The Washington, D.C. promoter was a giant in the business and founded Cellar Door Productions with partner Sam L’ Hommedieu, while establishing area venues like The Crazy Horse, The Bayou and The Cellar.
A Fats Domino show in 1965 was Boyle’s first foray into the national concert business. He first opened the Cellar Door club in 1963 when it was named The Shadows but sold it that same year. In 1970 he again bought the M Street club and built it into one of the country’s major showcase rooms.
The famed venue would come to boost the careers of many national acts such as Linda Ronstadt, James Taylor, John Denver, Richard Pryor, Neil Young and Jackson Browne among many others.
It was in 1971, with a Gordon Lightfoot show at Constitution Hall in D.C., that Boyle made the full plunge into concert promotion. Boyle, along with his partner Dave Williams would go on to build Cellar Door productions into a regional power house promoting shows at the Capital Centre in Landover, Md.; and the Bayou in Georgetown (purchased for a reported $500,000 in January 1980); as well as the Nissan Pavilion at Stone Ridge (now Live Nation’s Jiffy Lube Live) in Bristow, Va.; GTE Amphitheater in Virginia Beach; and 1,000-seat Agora clubs in Virginia Beach, Tampa and Fort Lauderdale.

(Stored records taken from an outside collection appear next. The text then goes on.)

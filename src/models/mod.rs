//! 数据模型定义
//!
//! - `entities`: 业务实体
//! - `requests`: HTTP 请求体与存储层内部参数
//! - `responses`: HTTP 响应体

pub mod attempts;
pub mod common;
pub mod grading;
pub mod questions;
pub mod quizzes;
pub mod users;

pub use common::response::ApiResponse;

/// 应用启动时间
#[derive(Debug, Clone)]
pub struct AppStartTime {
    pub start_datetime: chrono::DateTime<chrono::Utc>,
}

/// API 业务错误码
#[derive(Debug, Clone, Copy, PartialEq, Eq)]
pub enum ErrorCode {
    Success = 0,

    // 通用错误
    BadRequest = 1000,
    Unauthorized = 1001,
    Forbidden = 1003,
    RateLimitExceeded = 1029,
    InternalServerError = 1500,

    // 测验相关
    QuizNotFound = 2001,
    QuizNotPublished = 2002,
    QuestionNotFound = 2003,
    OptionNotFound = 2004,

    // 作答相关
    AttemptNotFound = 3001,
    MaxAttemptsReached = 3002,
    TimeLimitExceeded = 3003,
    AttemptAlreadyComplete = 3004,
    AttemptPermissionDenied = 3005,

    // 批改相关
    AnswerNotFound = 4001,
    InvalidPointsAwarded = 4002,
    CannotGradeAutoGraded = 4003,
}
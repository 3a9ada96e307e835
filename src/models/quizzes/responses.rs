use serde::Serialize;
use ts_rs::TS;

use super::entities::Quiz;
use crate::models::questions::{entities::QuestionWithOptions, responses::PublicQuestion};

/// 测验详情（教师视角）
#[derive(Debug, Clone, Serialize, TS)]
#[ts(export, export_to = "../frontend/src/types/generated/quiz.ts")]
pub struct QuizDetailResponse {
    pub quiz: Quiz,
    pub questions: Vec<QuestionWithOptions>,
}

/// 测验作答视图（学生视角）
#[derive(Debug, Clone, Serialize, TS)]
#[ts(export, export_to = "../frontend/src/types/generated/quiz.ts")]
pub struct QuizForTakingResponse {
    pub quiz: Quiz,
    pub questions: Vec<PublicQuestion>,
}
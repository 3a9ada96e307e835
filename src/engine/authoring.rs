//! 出题与测验管理

use rand::seq::SliceRandom;
use tracing::info;

use super::QuizEngine;
use crate::errors::{QuizSystemError, Result};
use crate::models::{
    questions::{
        entities::{QuestionType, QuestionWithOptions},
        requests::{CreateQuestionRequest, NewQuestion, QuestionOrder},
        responses::PublicQuestion,
    },
    quizzes::{
        entities::Quiz,
        requests::{CreateQuizRequest, UpdateQuizRequest},
        responses::{QuizDetailResponse, QuizForTakingResponse},
    },
};

fn validate_title(title: &str) -> Result<()> {
    if title.trim().is_empty() {
        return Err(QuizSystemError::validation("测验标题不能为空"));
    }
    Ok(())
}

fn validate_passing_score(passing_score: i32) -> Result<()> {
    if !(0..=100).contains(&passing_score) {
        return Err(QuizSystemError::validation(format!(
            "及格分数 {passing_score} 必须在 0 到 100 之间"
        )));
    }
    Ok(())
}

fn validate_positive(field: &str, value: Option<i32>) -> Result<()> {
    match value {
        Some(v) if v <= 0 => Err(QuizSystemError::validation(format!(
            "{field} 必须大于 0，当前为 {v}"
        ))),
        _ => Ok(()),
    }
}

pub fn validate_create_quiz(req: &CreateQuizRequest) -> Result<()> {
    validate_title(&req.title)?;
    validate_passing_score(req.passing_score)?;
    validate_positive("time_limit", req.time_limit)?;
    validate_positive("max_attempts", req.max_attempts)
}

pub fn validate_update_quiz(req: &UpdateQuizRequest) -> Result<()> {
    if let Some(title) = &req.title {
        validate_title(title)?;
    }
    if let Some(passing_score) = req.passing_score {
        validate_passing_score(passing_score)?;
    }
    validate_positive("time_limit", req.time_limit)?;
    validate_positive("max_attempts", req.max_attempts)
}

/// 校验题目，任何错误都在写入前返回
pub fn validate_question(req: &CreateQuestionRequest) -> Result<()> {
    if req.question_text.trim().is_empty() {
        return Err(QuizSystemError::validation("题干不能为空"));
    }
    if req.points < 0 {
        return Err(QuizSystemError::validation(format!(
            "分值不能为负数，当前为 {}",
            req.points
        )));
    }

    if !req.question_type.has_options() {
        if !req.options.is_empty() {
            return Err(QuizSystemError::validation(format!(
                "{} 类型的题目不能设置选项",
                req.question_type
            )));
        }
        return Ok(());
    }

    if req.options.is_empty() {
        return Err(QuizSystemError::validation("选择题和判断题至少需要一个选项"));
    }
    if !req.options.iter().any(|o| o.is_correct) {
        return Err(QuizSystemError::validation("至少需要一个正确选项"));
    }
    if req.question_type == QuestionType::TrueFalse && req.options.len() != 2 {
        return Err(QuizSystemError::validation(format!(
            "判断题必须恰好有两个选项，当前为 {}",
            req.options.len()
        )));
    }
    if req.options.iter().any(|o| o.option_text.trim().is_empty()) {
        return Err(QuizSystemError::validation("选项内容不能为空"));
    }

    Ok(())
}

pub async fn create_quiz(
    engine: &QuizEngine,
    created_by: i64,
    req: CreateQuizRequest,
) -> Result<Quiz> {
    validate_create_quiz(&req)?;

    let quiz = engine.storage().create_quiz(created_by, req).await?;
    info!("用户 {} 创建测验 {}", created_by, quiz.id);
    Ok(quiz)
}

pub async fn update_quiz(
    engine: &QuizEngine,
    quiz_id: i64,
    req: UpdateQuizRequest,
) -> Result<Quiz> {
    validate_update_quiz(&req)?;

    engine
        .storage()
        .update_quiz(quiz_id, req)
        .await?
        .ok_or_else(|| QuizSystemError::quiz_not_found(format!("测验 {quiz_id} 不存在")))
}

pub async fn get_quiz_detail(engine: &QuizEngine, quiz_id: i64) -> Result<QuizDetailResponse> {
    let quiz = engine.require_quiz(quiz_id).await?;
    let questions = engine.load_questions(quiz_id).await?;
    Ok(QuizDetailResponse { quiz, questions })
}

/// 学生作答视图：隐藏正确答案和解析，按测验设置打乱顺序
pub async fn get_quiz_for_taking(
    engine: &QuizEngine,
    quiz_id: i64,
) -> Result<QuizForTakingResponse> {
    let quiz = engine.require_quiz(quiz_id).await?;
    if !quiz.is_published {
        return Err(QuizSystemError::quiz_not_published(format!(
            "测验 {quiz_id} 尚未发布"
        )));
    }

    let mut questions: Vec<PublicQuestion> = engine
        .load_questions(quiz_id)
        .await?
        .into_iter()
        .map(PublicQuestion::from)
        .collect();

    let mut rng = rand::rng();
    if quiz.shuffle_questions {
        questions.shuffle(&mut rng);
    }
    if quiz.shuffle_options {
        for question in &mut questions {
            question.options.shuffle(&mut rng);
        }
    }

    Ok(QuizForTakingResponse { quiz, questions })
}

pub async fn create_question(
    engine: &QuizEngine,
    quiz_id: i64,
    req: CreateQuestionRequest,
) -> Result<QuestionWithOptions> {
    engine.require_quiz(quiz_id).await?;
    validate_question(&req)?;

    // 新题目排在最后；删除题目后序号不连续，取现有最大值加一
    let order_index = engine
        .storage()
        .list_questions_by_quiz(quiz_id)
        .await?
        .iter()
        .map(|q| q.order_index + 1)
        .max()
        .unwrap_or(0);

    let created = engine
        .storage()
        .create_question(NewQuestion {
            quiz_id,
            question_type: req.question_type,
            question_text: req.question_text,
            points: req.points,
            order_index,
            explanation: req.explanation,
            options: req.options,
        })
        .await?;

    info!(
        "测验 {} 新增题目 {} ({})",
        quiz_id, created.question.id, created.question.question_type
    );
    Ok(created)
}

pub async fn delete_question(engine: &QuizEngine, quiz_id: i64, question_id: i64) -> Result<()> {
    engine.require_quiz(quiz_id).await?;

    if !engine.storage().delete_question(quiz_id, question_id).await? {
        return Err(QuizSystemError::question_not_found(format!(
            "题目 {question_id} 不属于测验 {quiz_id}"
        )));
    }

    info!("测验 {} 删除题目 {}", quiz_id, question_id);
    Ok(())
}

pub async fn reorder_questions(
    engine: &QuizEngine,
    quiz_id: i64,
    orders: Vec<QuestionOrder>,
) -> Result<()> {
    engine.require_quiz(quiz_id).await?;
    engine.storage().reorder_questions(quiz_id, &orders).await
}
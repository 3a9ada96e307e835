pub mod get;
pub mod start;
pub mod submit;

use actix_web::{HttpRequest, HttpResponse, Result as ActixResult};
use std::sync::Arc;

use crate::engine::QuizEngine;
use crate::models::attempts::requests::SubmitAttemptRequest;
use crate::storage::Storage;

pub struct AttemptService {
    storage: Option<Arc<dyn Storage>>,
}

impl AttemptService {
    pub fn new_lazy() -> Self {
        Self { storage: None }
    }

    pub(crate) fn get_engine(&self, request: &HttpRequest) -> ActixResult<QuizEngine> {
        super::engine_from_request(self.storage.as_ref(), request)
    }

    // 开始一次新的作答
    pub async fn start_attempt(
        &self,
        request: &HttpRequest,
        quiz_id: i64,
    ) -> ActixResult<HttpResponse> {
        start::start_attempt(self, request, quiz_id).await
    }

    // 提交作答
    pub async fn submit_attempt(
        &self,
        request: &HttpRequest,
        attempt_id: i64,
        submit_data: SubmitAttemptRequest,
    ) -> ActixResult<HttpResponse> {
        submit::submit_attempt(self, request, attempt_id, submit_data).await
    }

    pub async fn get_attempt(
        &self,
        request: &HttpRequest,
        attempt_id: i64,
    ) -> ActixResult<HttpResponse> {
        get::get_attempt(self, request, attempt_id).await
    }

    // 当前用户在某个测验下的作答记录
    pub async fn list_my_attempts(
        &self,
        request: &HttpRequest,
        quiz_id: i64,
    ) -> ActixResult<HttpResponse> {
        get::list_my_attempts(self, request, quiz_id).await
    }
}
pub mod entities;
pub mod requests;
pub mod responses;
use chrono::{DateTime, Utc};
use serde::Deserialize;
use ts_rs::TS;

use super::entities::{AnswerGrade, AttemptState};

/// 提交作答请求
#[derive(Debug, Clone, Deserialize, TS)]
#[ts(export, export_to = "../frontend/src/types/generated/attempt.ts")]
pub struct SubmitAttemptRequest {
    #[serde(default)]
    pub answers: Vec<AnswerSubmission>,
}

/// 单题答案
#[derive(Debug, Clone, Deserialize, TS)]
#[ts(export, export_to = "../frontend/src/types/generated/attempt.ts")]
pub struct AnswerSubmission {
    pub question_id: i64,
    pub text_answer: Option<String>,
    pub selected_option_id: Option<i64>,
}

// 用于存储层的内部参数
#[derive(Debug, Clone)]
pub struct NewQuizAttempt {
    pub quiz_id: i64,
    pub user_id: i64,
    pub attempt_number: i32,
    pub started_at: DateTime<Utc>,
}

// 提交时生成的答案（已完成自动判分）
#[derive(Debug, Clone)]
pub struct NewQuizAnswer {
    pub question_id: i64,
    pub text_answer: Option<String>,
    pub selected_option_id: Option<i64>,
    pub grade: AnswerGrade,
    pub points_awarded: i32,
}

// 完成作答：仅当作答记录仍处于作答中时才会写入
#[derive(Debug, Clone)]
pub struct AttemptCompletion {
    pub attempt_id: i64,
    pub state: AttemptState,
    pub answers: Vec<NewQuizAnswer>,
}
use crate::config::AppConfig;
use crate::models::users::entities::{CurrentUser, UserRole};
use jsonwebtoken::{DecodingKey, EncodingKey, Header, Validation, decode, encode};
use serde::{Deserialize, Serialize};

const ACCESS_TOKEN_TYPE: &str = "access";

// JWT Claims 结构体（由平台认证服务签发）
#[derive(Debug, Clone, Serialize, Deserialize)]
pub struct Claims {
    pub sub: String,        // Subject (user ID)
    pub role: String,       // 用户角色
    pub token_type: String, // token类型，只接受 "access"
    pub exp: usize,         // Expiration time (时间戳)
    pub iat: usize,         // Issued at (签发时间)
}

impl Claims {
    /// 转换为当前用户身份
    pub fn to_current_user(&self) -> Result<CurrentUser, String> {
        let id = self
            .sub
            .parse::<i64>()
            .map_err(|_| format!("Invalid user ID in JWT: {}", self.sub))?;
        let role = self.role.parse::<UserRole>()?;
        Ok(CurrentUser { id, role })
    }
}

pub struct JwtUtils;

impl JwtUtils {
    // 获取 JWT 密钥
    fn get_secret() -> String {
        AppConfig::get().jwt.secret.clone()
    }

    // 生成 Access Token（本地调试与测试使用，线上令牌由认证服务签发）
    pub fn generate_access_token(
        user_id: i64,
        role: &UserRole,
    ) -> Result<String, jsonwebtoken::errors::Error> {
        let config = AppConfig::get();
        let now = chrono::Utc::now();
        let expiration = now + chrono::Duration::minutes(config.jwt.access_token_expiry);

        let claims = Claims {
            sub: user_id.to_string(),
            role: role.to_string(),
            token_type: ACCESS_TOKEN_TYPE.to_string(),
            exp: expiration.timestamp() as usize,
            iat: now.timestamp() as usize,
        };

        let secret = Self::get_secret();
        let encoding_key = EncodingKey::from_secret(secret.as_ref());

        encode(&Header::default(), &claims, &encoding_key)
    }

    // 验证 JWT token
    pub fn verify_token(token: &str) -> Result<Claims, jsonwebtoken::errors::Error> {
        let secret = Self::get_secret();
        let decoding_key = DecodingKey::from_secret(secret.as_ref());
        let validation = Validation::default();

        decode::<Claims>(token, &decoding_key, &validation).map(|token_data| token_data.claims)
    }

    // 验证 Access Token
    pub fn verify_access_token(token: &str) -> Result<Claims, jsonwebtoken::errors::Error> {
        let claims = Self::verify_token(token)?;
        if claims.token_type != ACCESS_TOKEN_TYPE {
            return Err(jsonwebtoken::errors::Error::from(
                jsonwebtoken::errors::ErrorKind::InvalidToken,
            ));
        }
        Ok(claims)
    }
}
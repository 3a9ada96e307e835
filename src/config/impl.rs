use config::{Config, ConfigError, Environment, File};
use std::sync::OnceLock;

use super::AppConfig;

static APP_CONFIG: OnceLock<AppConfig> = OnceLock::new();

impl AppConfig {
    /// 加载配置
    pub fn load() -> Result<Self, ConfigError> {
        let mut builder = Config::builder()
            // 首先加载默认配置文件
            .add_source(File::with_name("config").required(false))
            // 然后根据环境加载特定配置文件
            .add_source(
                File::with_name(&format!(
                    "config.{}",
                    std::env::var("APP_ENV").unwrap_or_else(|_| "development".into())
                ))
                .required(false),
            )
            // 最后加载环境变量覆盖
            .add_source(
                Environment::with_prefix("QUIZSYSTEM")
                    .separator("_")
                    .try_parsing(true),
            );

        // 支持从环境变量加载
        builder = builder
            .set_override_option("app.environment", std::env::var("APP_ENV").ok())?
            .set_override_option("app.log_level", std::env::var("RUST_LOG").ok())?
            .set_override_option("server.host", std::env::var("SERVER_HOST").ok())?
            .set_override_option("server.port", std::env::var("SERVER_PORT").ok())?
            .set_override_option("server.unix_socket_path", std::env::var("UNIX_SOCKET").ok())?
            .set_override_option("server.workers", std::env::var("CPU_COUNT").ok())?
            .set_override_option("jwt.secret", std::env::var("JWT_SECRET").ok())?
            .set_override_option("database.url", std::env::var("DATABASE_URL").ok())?;

        let config = builder.build()?;
        let mut app_config: AppConfig = config.try_deserialize()?;

        // 处理工作线程数
        if app_config.server.workers == 0 {
            app_config.server.workers = num_cpus::get().min(app_config.server.max_workers);
        }

        Ok(app_config)
    }

    /// 获取全局配置实例
    pub fn get() -> &'static AppConfig {
        APP_CONFIG.get_or_init(|| {
            Self::load().unwrap_or_else(|e| {
                eprintln!("Failed to load configuration: {e}");
                std::process::exit(1);
            })
        })
    }

    /// 初始化配置 (在应用启动时调用)
    pub fn init() -> Result<(), ConfigError> {
        let config = Self::load()?;
        APP_CONFIG
            .set(config)
            .map_err(|_| ConfigError::Message("Configuration already initialized".to_string()))?;
        Ok(())
    }

    /// 检查是否为开发环境
    pub fn is_development(&self) -> bool {
        self.app.environment == "development"
    }

    /// 获取服务器绑定地址
    pub fn server_bind_address(&self) -> String {
        format!("{}:{}", self.server.host, self.server.port)
    }

    /// 获取 Unix 套接字路径 (如果配置了)
    #[cfg(unix)]
    pub fn unix_socket_path(&self) -> Option<&str> {
        if self.server.unix_socket_path.is_empty() {
            None
        } else {
            Some(&self.server.unix_socket_path)
        }
    }
}
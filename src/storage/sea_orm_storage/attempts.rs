//! 作答记录存储操作

use super::{SeaOrmStorage, to_timestamp};
use crate::entity::quiz_answers::{
    ActiveModel as AnswerActiveModel, Column as AnswerColumn, Entity as QuizAnswers,
};
use crate::entity::quiz_attempts::{ActiveModel, Column, Entity as QuizAttempts};
use crate::errors::{QuizSystemError, Result};
use crate::models::attempts::{
    entities::QuizAttempt,
    requests::{AttemptCompletion, NewQuizAttempt},
    responses::AttemptWithAnswers,
};
use sea_orm::sea_query::Expr;
use sea_orm::{
    ActiveModelTrait, ColumnTrait, EntityTrait, PaginatorTrait, QueryFilter, QueryOrder, Set,
    TransactionTrait,
};

impl SeaOrmStorage {
    /// 统计用户在测验中的作答次数
    pub async fn count_attempts_impl(&self, quiz_id: i64, user_id: i64) -> Result<i64> {
        let count = QuizAttempts::find()
            .filter(Column::QuizId.eq(quiz_id))
            .filter(Column::UserId.eq(user_id))
            .count(&self.db)
            .await
            .map_err(|e| QuizSystemError::database_operation(format!("查询作答次数失败: {e}")))?;

        Ok(count as i64)
    }

    /// 创建作答记录
    ///
    /// (quiz_id, user_id, attempt_number) 上有唯一索引，并发开始作答时后到者插入失败。
    pub async fn create_attempt_impl(&self, req: NewQuizAttempt) -> Result<QuizAttempt> {
        let model = ActiveModel {
            quiz_id: Set(req.quiz_id),
            user_id: Set(req.user_id),
            attempt_number: Set(req.attempt_number),
            started_at: Set(to_timestamp(req.started_at)),
            completed_at: Set(None),
            score: Set(None),
            is_passed: Set(None),
            time_spent: Set(None),
            ..Default::default()
        };

        let result = model
            .insert(&self.db)
            .await
            .map_err(|e| QuizSystemError::database_operation(format!("创建作答记录失败: {e}")))?;

        Ok(result.into_attempt())
    }

    /// 通过 ID 获取作答记录
    pub async fn get_attempt_by_id_impl(&self, attempt_id: i64) -> Result<Option<QuizAttempt>> {
        let result = QuizAttempts::find_by_id(attempt_id)
            .one(&self.db)
            .await
            .map_err(|e| QuizSystemError::database_operation(format!("查询作答记录失败: {e}")))?;

        Ok(result.map(|m| m.into_attempt()))
    }

    /// 列出测验的全部作答记录
    pub async fn list_attempts_by_quiz_impl(&self, quiz_id: i64) -> Result<Vec<QuizAttempt>> {
        let attempts = QuizAttempts::find()
            .filter(Column::QuizId.eq(quiz_id))
            .order_by_asc(Column::Id)
            .all(&self.db)
            .await
            .map_err(|e| {
                QuizSystemError::database_operation(format!("查询作答记录列表失败: {e}"))
            })?;

        Ok(attempts.into_iter().map(|m| m.into_attempt()).collect())
    }

    /// 列出用户在测验中的作答记录
    pub async fn list_user_attempts_impl(
        &self,
        quiz_id: i64,
        user_id: i64,
    ) -> Result<Vec<QuizAttempt>> {
        let attempts = QuizAttempts::find()
            .filter(Column::QuizId.eq(quiz_id))
            .filter(Column::UserId.eq(user_id))
            .order_by_desc(Column::AttemptNumber)
            .all(&self.db)
            .await
            .map_err(|e| {
                QuizSystemError::database_operation(format!("查询用户作答记录失败: {e}"))
            })?;

        Ok(attempts.into_iter().map(|m| m.into_attempt()).collect())
    }

    /// 完成作答
    ///
    /// 以 `completed_at IS NULL` 为条件更新作答记录，只有更新成功的一方才写入答案。
    pub async fn complete_attempt_impl(
        &self,
        completion: AttemptCompletion,
    ) -> Result<Option<AttemptWithAnswers>> {
        let AttemptCompletion {
            attempt_id,
            state,
            answers,
        } = completion;

        let txn = self
            .db
            .begin()
            .await
            .map_err(|e| QuizSystemError::database_operation(format!("开启事务失败: {e}")))?;

        let completed_at = state.completed_at().map(to_timestamp);
        let updated = QuizAttempts::update_many()
            .col_expr(Column::CompletedAt, Expr::value(completed_at))
            .col_expr(Column::TimeSpent, Expr::value(state.time_spent()))
            .col_expr(Column::Score, Expr::value(state.score()))
            .col_expr(Column::IsPassed, Expr::value(state.is_passed()))
            .filter(Column::Id.eq(attempt_id))
            .filter(Column::CompletedAt.is_null())
            .exec(&txn)
            .await
            .map_err(|e| QuizSystemError::database_operation(format!("完成作答失败: {e}")))?;

        if updated.rows_affected == 0 {
            return Ok(None);
        }

        let now = chrono::Utc::now().timestamp();
        for answer in answers {
            let model = AnswerActiveModel {
                attempt_id: Set(attempt_id),
                question_id: Set(answer.question_id),
                text_answer: Set(answer.text_answer),
                selected_option_id: Set(answer.selected_option_id),
                is_correct: Set(answer.grade.as_is_correct()),
                points_awarded: Set(answer.points_awarded),
                feedback: Set(None),
                graded_by: Set(None),
                graded_at: Set(None),
                created_at: Set(now),
                ..Default::default()
            };
            model
                .insert(&txn)
                .await
                .map_err(|e| QuizSystemError::database_operation(format!("保存答案失败: {e}")))?;
        }

        let attempt = QuizAttempts::find_by_id(attempt_id)
            .one(&txn)
            .await
            .map_err(|e| QuizSystemError::database_operation(format!("查询作答记录失败: {e}")))?
            .ok_or_else(|| {
                QuizSystemError::attempt_not_found(format!("作答记录 {attempt_id} 不存在"))
            })?;

        let saved_answers = QuizAnswers::find()
            .filter(AnswerColumn::AttemptId.eq(attempt_id))
            .order_by_asc(AnswerColumn::Id)
            .all(&txn)
            .await
            .map_err(|e| QuizSystemError::database_operation(format!("查询答案失败: {e}")))?;

        txn.commit()
            .await
            .map_err(|e| QuizSystemError::database_operation(format!("提交事务失败: {e}")))?;

        Ok(Some(AttemptWithAnswers {
            attempt: attempt.into_attempt(),
            answers: saved_answers.into_iter().map(|m| m.into_answer()).collect(),
        }))
    }
}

Boyle sold Cellar Door and his real estate (including Nissan Pavilion) to SFX in 1998 for more than $100 million and the title of SFX Music Division chief. There he worked with a wide-swath of live executives who remain incredibly influential on the live music business, including Arthur Fogel, Michael Cohl, Bob Roux, Greg Perloff, Larry Magid, Brian O’Connell, Ron Delsner and Mitch Slater among many others.
Boyle retired from the business in 2006.
Boyle shared his thoughts about the importance of a promoter first being a good businessman during an interview that was published in Pollstar in the early ’90s as an executive profile.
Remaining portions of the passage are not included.